Guidelines for preaching: first get the biblical narrative more or less right
Wed, 07/01/2015 - 16:23
Goaded by a comment
to the effect that my Christmas story “doesn’t preach as well” as
the traditional sentimentalized God-in-a-manger version, I want to try to
develop in a few posts some thoughts about preaching from a
narrative-historical perspective. The basic problem is this: the more we
confine the biblical narrative and its associated theology to its own
historical context, the less direct relevance it has for the modern reader or
congregation.
Usually the historical distance has been overcome by
reducing the complex narrative of scripture to a universal argument about God
and humanity and allegorizing as much of the detail as possible. The basic
error of interpretation made by modern evangelicalism is to think that the
story of scripture can be translated into a sequence of theological abstractions—creation,
fall, redemption, final judgment—which then provides the frame for every
personal story: we are sinners in need of Christ’s atoning death if we are to
escape eternal death or worse.
This allows us to place ourselves in the biblical story,
but at a cost: we have to read scripture as something other than what it really
is; and we forfeit the ability to make sense of our own historical
circumstances in the way that scripture makes sense of the historical
experience of Israel.
The narrative-historical approach, by
contrast, affirms what should really be obvious—that the Bible gives us the
troubled history of a people, running from Abraham through to the crisis of the
New Testament period and whatever future is envisaged beyond that. A central
task of biblical preaching and related activities is simply to tell that story, not as theology dressed
up as narrative but as theologically interpreted history.
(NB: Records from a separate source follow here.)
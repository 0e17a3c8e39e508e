//! Network-free handler for dry runs and tests
//!
//! The simulated handler never touches the network. Each request reports a
//! latency taken from a configured sequence (cycling when exhausted) and can
//! optionally wait for that long to mimic a real call. Outcomes, error codes,
//! and received byte counts are fixed per handler, which keeps runs
//! reproducible.

use super::{HandlerError, MessageType, OutcomeEvent, OutcomeSink, RequestHandler, Target};
use async_trait::async_trait;
use std::sync::atomic::{AtomicUsize, Ordering};
use std::sync::Arc;
use std::time::Duration;
use tokio::time::sleep;

/// Method label of simulated requests unless overridden with `with_key`
pub const SIMULATED_METHOD: &str = "request";

/// Handler that fabricates outcome events
pub struct SimulatedHandler {
    message_type: MessageType,
    method: String,
    latencies: Vec<Duration>,
    next: usize,
    wait: bool,
    failure_code: Option<i32>,
    received_bytes: u64,
    fail_init: bool,
    releases: Option<Arc<AtomicUsize>>,
    sink: Option<OutcomeSink>,
}

impl SimulatedHandler {
    /// Successful requests of a fixed latency that is actually waited out
    pub fn new(latency: Duration) -> Self {
        Self {
            message_type: MessageType::SIMULATED,
            method: SIMULATED_METHOD.to_string(),
            latencies: vec![latency],
            next: 0,
            wait: true,
            failure_code: None,
            received_bytes: 0,
            fail_init: false,
            releases: None,
            sink: None,
        }
    }

    /// Report the given latencies in order without waiting
    pub fn scripted(latencies: Vec<Duration>) -> Self {
        Self {
            latencies,
            wait: false,
            ..Self::new(Duration::ZERO)
        }
    }

    pub fn with_key(mut self, message_type: MessageType, method: impl Into<String>) -> Self {
        self.message_type = message_type;
        self.method = method.into();
        self
    }

    /// Every request fails with `code`
    pub fn failing_with(mut self, code: i32) -> Self {
        self.failure_code = Some(code);
        self
    }

    pub fn receiving(mut self, bytes: u64) -> Self {
        self.received_bytes = bytes;
        self
    }

    /// Make `init` fail, which aborts the owning worker
    pub fn failing_init(mut self) -> Self {
        self.fail_init = true;
        self
    }

    /// Count `release` calls into `counter`
    pub fn track_releases(mut self, counter: Arc<AtomicUsize>) -> Self {
        self.releases = Some(counter);
        self
    }

    fn next_latency(&mut self) -> Duration {
        if self.latencies.is_empty() {
            return Duration::ZERO;
        }
        let latency = self.latencies[self.next % self.latencies.len()];
        self.next += 1;
        latency
    }
}

#[async_trait]
impl RequestHandler for SimulatedHandler {
    async fn init(&mut self, target: &Target, sink: OutcomeSink) -> Result<(), HandlerError> {
        if self.fail_init {
            return Err(HandlerError::InvalidTarget(target.url.clone()));
        }
        self.sink = Some(sink);
        Ok(())
    }

    async fn on_request(&mut self) -> Result<(), HandlerError> {
        let sink = self.sink.clone().ok_or(HandlerError::NotInitialized)?;
        let latency = self.next_latency();
        if self.wait && !latency.is_zero() {
            sleep(latency).await;
        }

        let event = match self.failure_code {
            None => OutcomeEvent::success(
                self.message_type,
                self.method.as_str(),
                latency,
                self.received_bytes,
            ),
            Some(code) => {
                OutcomeEvent::failure(self.message_type, self.method.as_str(), latency, code)
            }
        };
        sink.record(event).await
    }

    async fn release(&mut self) {
        if let Some(counter) = &self.releases {
            counter.fetch_add(1, Ordering::SeqCst);
        }
        self.sink = None;
    }

    fn name(&self) -> &'static str {
        "simulated"
    }
}
//! # Utility Functions
//!
//! Small helpers shared by the library and the command-line front end:
//! run identifiers and human-readable formatting of durations, byte counts,
//! and rates used in run summaries.
//!
//! ## Usage Examples
//!
//! ```rust
//! use kite_bench::utils::*;
//! use std::time::Duration;
//!
//! assert_eq!(format_duration(Duration::from_micros(1500)), "1.50ms");
//! assert_eq!(format_rate(1048576.0), "1.00 MB/s");
//! assert_eq!(format_request_rate(2500.0), "2.50K req/s");
//! ```

use std::time::Duration;
use uuid::Uuid;

/// Generate a unique identifier for a load run
///
/// The identifier is attached to the tracing span of the run so log lines
/// from concurrent runs in one process can be told apart.
pub fn generate_run_id() -> String {
    Uuid::new_v4().to_string()
}

/// Format a duration in a human-readable way
///
/// ## Unit Selection Logic
///
/// - **Nanoseconds**: < 1,000 ns (e.g., "500ns")
/// - **Microseconds**: < 1,000,000 ns (e.g., "1.50μs")
/// - **Milliseconds**: < 1,000,000,000 ns (e.g., "25.75ms")
/// - **Seconds**: < 60 seconds (e.g., "5.25s")
/// - **Minutes and Hours**: For longer durations (e.g., "5m 30s", "2h 15m 30s")
///
/// ## Examples
///
/// ```rust
/// # use kite_bench::utils::format_duration;
/// # use std::time::Duration;
/// assert_eq!(format_duration(Duration::from_nanos(750)), "750ns");
/// assert_eq!(format_duration(Duration::from_secs(90)), "1m 30s");
/// ```
pub fn format_duration(duration: Duration) -> String {
    let total_ns = duration.as_nanos();

    if total_ns < 1_000 {
        format!("{}ns", total_ns)
    } else if total_ns < 1_000_000 {
        format!("{:.2}μs", total_ns as f64 / 1_000.0)
    } else if total_ns < 1_000_000_000 {
        format!("{:.2}ms", total_ns as f64 / 1_000_000.0)
    } else if total_ns < 60_000_000_000 {
        format!("{:.2}s", total_ns as f64 / 1_000_000_000.0)
    } else {
        let seconds = duration.as_secs();
        let minutes = seconds / 60;
        let remaining_seconds = seconds % 60;

        if minutes < 60 {
            format!("{}m {}s", minutes, remaining_seconds)
        } else {
            format!(
                "{}h {}m {}s",
                minutes / 60,
                minutes % 60,
                remaining_seconds
            )
        }
    }
}

/// Format a byte count using binary (1024-based) units
///
/// ```rust
/// # use kite_bench::utils::format_bytes;
/// assert_eq!(format_bytes(512), "512 B");
/// assert_eq!(format_bytes(1536), "1.50 KB");
/// ```
pub fn format_bytes(bytes: u64) -> String {
    format_bytes_f64(bytes as f64)
}

fn format_bytes_f64(bytes: f64) -> String {
    const KB: f64 = 1024.0;
    const MB: f64 = KB * 1024.0;
    const GB: f64 = MB * 1024.0;

    if bytes < KB {
        format!("{:.0} B", bytes)
    } else if bytes < MB {
        format!("{:.2} KB", bytes / KB)
    } else if bytes < GB {
        format!("{:.2} MB", bytes / MB)
    } else {
        format!("{:.2} GB", bytes / GB)
    }
}

/// Format a transfer rate in bytes per second
pub fn format_rate(bytes_per_second: f64) -> String {
    format!("{}/s", format_bytes_f64(bytes_per_second))
}

/// Format a request rate using decimal (1000-based) scaling
pub fn format_request_rate(requests_per_second: f64) -> String {
    if requests_per_second < 1000.0 {
        format!("{:.2} req/s", requests_per_second)
    } else if requests_per_second < 1_000_000.0 {
        format!("{:.2}K req/s", requests_per_second / 1000.0)
    } else {
        format!("{:.2}M req/s", requests_per_second / 1_000_000.0)
    }
}
//! # Kite Bench - Main Entry Point
//!
//! Command-line front end of the load harness:
//!
//! 1. **Initialize logging**: console or file, level from `RUST_LOG`/`--verbose`
//! 2. **Parse arguments**: target, concurrency, request count, intervals
//! 3. **Run**: TCP echo handlers against the target, or simulated handlers
//!    with `--simulate`
//! 4. **Summarize**: extra high-resolution percentiles per key, optional JSON

use anyhow::Result;
use clap::Parser;
use kite_bench::{
    cli::Args,
    metrics::high_resolution_percentiles,
    utils::{format_bytes, format_duration, format_rate, format_request_rate},
    BenchmarkRunner, MessageTypeRegistry, Report, RunConfig, SimulatedHandler, Target,
    TcpEchoHandler,
};
use std::time::Instant;
use tracing::{info, warn};

#[tokio::main]
async fn main() -> Result<()> {
    let args = Args::parse();
    let _log_guard = kite_bench::logging::init_logging(args.verbose, args.log_file.as_deref())?;

    info!("Starting Kite Bench v{}", kite_bench::VERSION);
    info!("Configuration: {:?}", args);

    let config = RunConfig::from_args(&args);
    let target = Target::new(args.target.as_str());
    let runner = BenchmarkRunner::new();
    let started = Instant::now();

    let reports = match args.simulate {
        Some(latency) => {
            runner
                .run(&config, &target, move || SimulatedHandler::new(latency))
                .await?
        }
        None => {
            let (payload_size, timeout) = (args.payload_size, args.timeout);
            runner
                .run(&config, &target, move || {
                    TcpEchoHandler::new(payload_size, timeout)
                })
                .await?
        }
    };

    if reports.is_empty() {
        warn!("No requests were recorded");
    }
    for report in &reports {
        print_summary(report, runner.registry(), &args.percentiles);
    }

    if args.json {
        println!("{}", serde_json::to_string_pretty(&reports)?);
    }

    info!("Run completed in {}", format_duration(started.elapsed()));
    Ok(())
}

fn print_summary(report: &Report, registry: &MessageTypeRegistry, percentiles: &[f64]) {
    println!(
        "{} | {}: {} ok, {} failed, {}, {} received ({})",
        registry.name(report.key.message_type),
        report.key.method,
        report.success_count,
        report.failure_count,
        format_request_rate(report.qps),
        format_bytes(report.received_bytes),
        format_rate(report.bytes_per_sec as f64),
    );

    match high_resolution_percentiles(&report.latencies_ms, percentiles) {
        Ok(values) => {
            for value in values {
                println!("  p{:<6} {:>10.3}ms", value.percentile, value.value_ms);
            }
        }
        Err(e) => warn!("Could not compute percentiles for {}: {}", report.key.method, e),
    }
}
We relate to that history now primarily on the basis of
the continuation of the narrative. Scripture is meaningful for us, and
formative for the church, because we are part of the same story—it is our
story. More needs to be said about this, clearly. Here I simply want to outline
the story again. More or less this argument is set out in my book Re:
Mission: Biblical Mission for the Post-Biblical Church (see below).
God is the creator before anything else.
The people of God was brought into existence in Abraham
to be a new-creation-in-microcosm in the midst of
nations, cultures, and civilizations which do not know God, which foolishly
worship creatures rather than the creator. That gives us the fundamental raison
d’être even for the church today.
Almost everything else in scripture is the story of the
historical existence of this new creation people. What we call “theology” is a
form of reflection on the historical narrative.
The story begins in the shadow of the tower of Babel, and
its course is mostly shaped by Israel’s traumatic relationship with the great
powers of the Ancient Near East and Mediterranean—the Egyptians, the Assyrians,
the Babylonians, the Medes, the Greeks, and lastly the Romans.
Reflection on this historical experience gave rise to
something like the following theological narrative: 1) Israel fails to
keep the Law; 2) God punishes Israel by the agency of an imperial power; 3) God
restores his people out of faithfulness to his promises; 4) God will judge and
rule over the nations.
In scripture the final iteration of this pattern during
the period of Rome’s ascendancy is decisive. It will culminate in a final
judgment on pagan empire and the establishment of God’s rule over the nations.
It is essentially the story of how the kingdom of God comes about.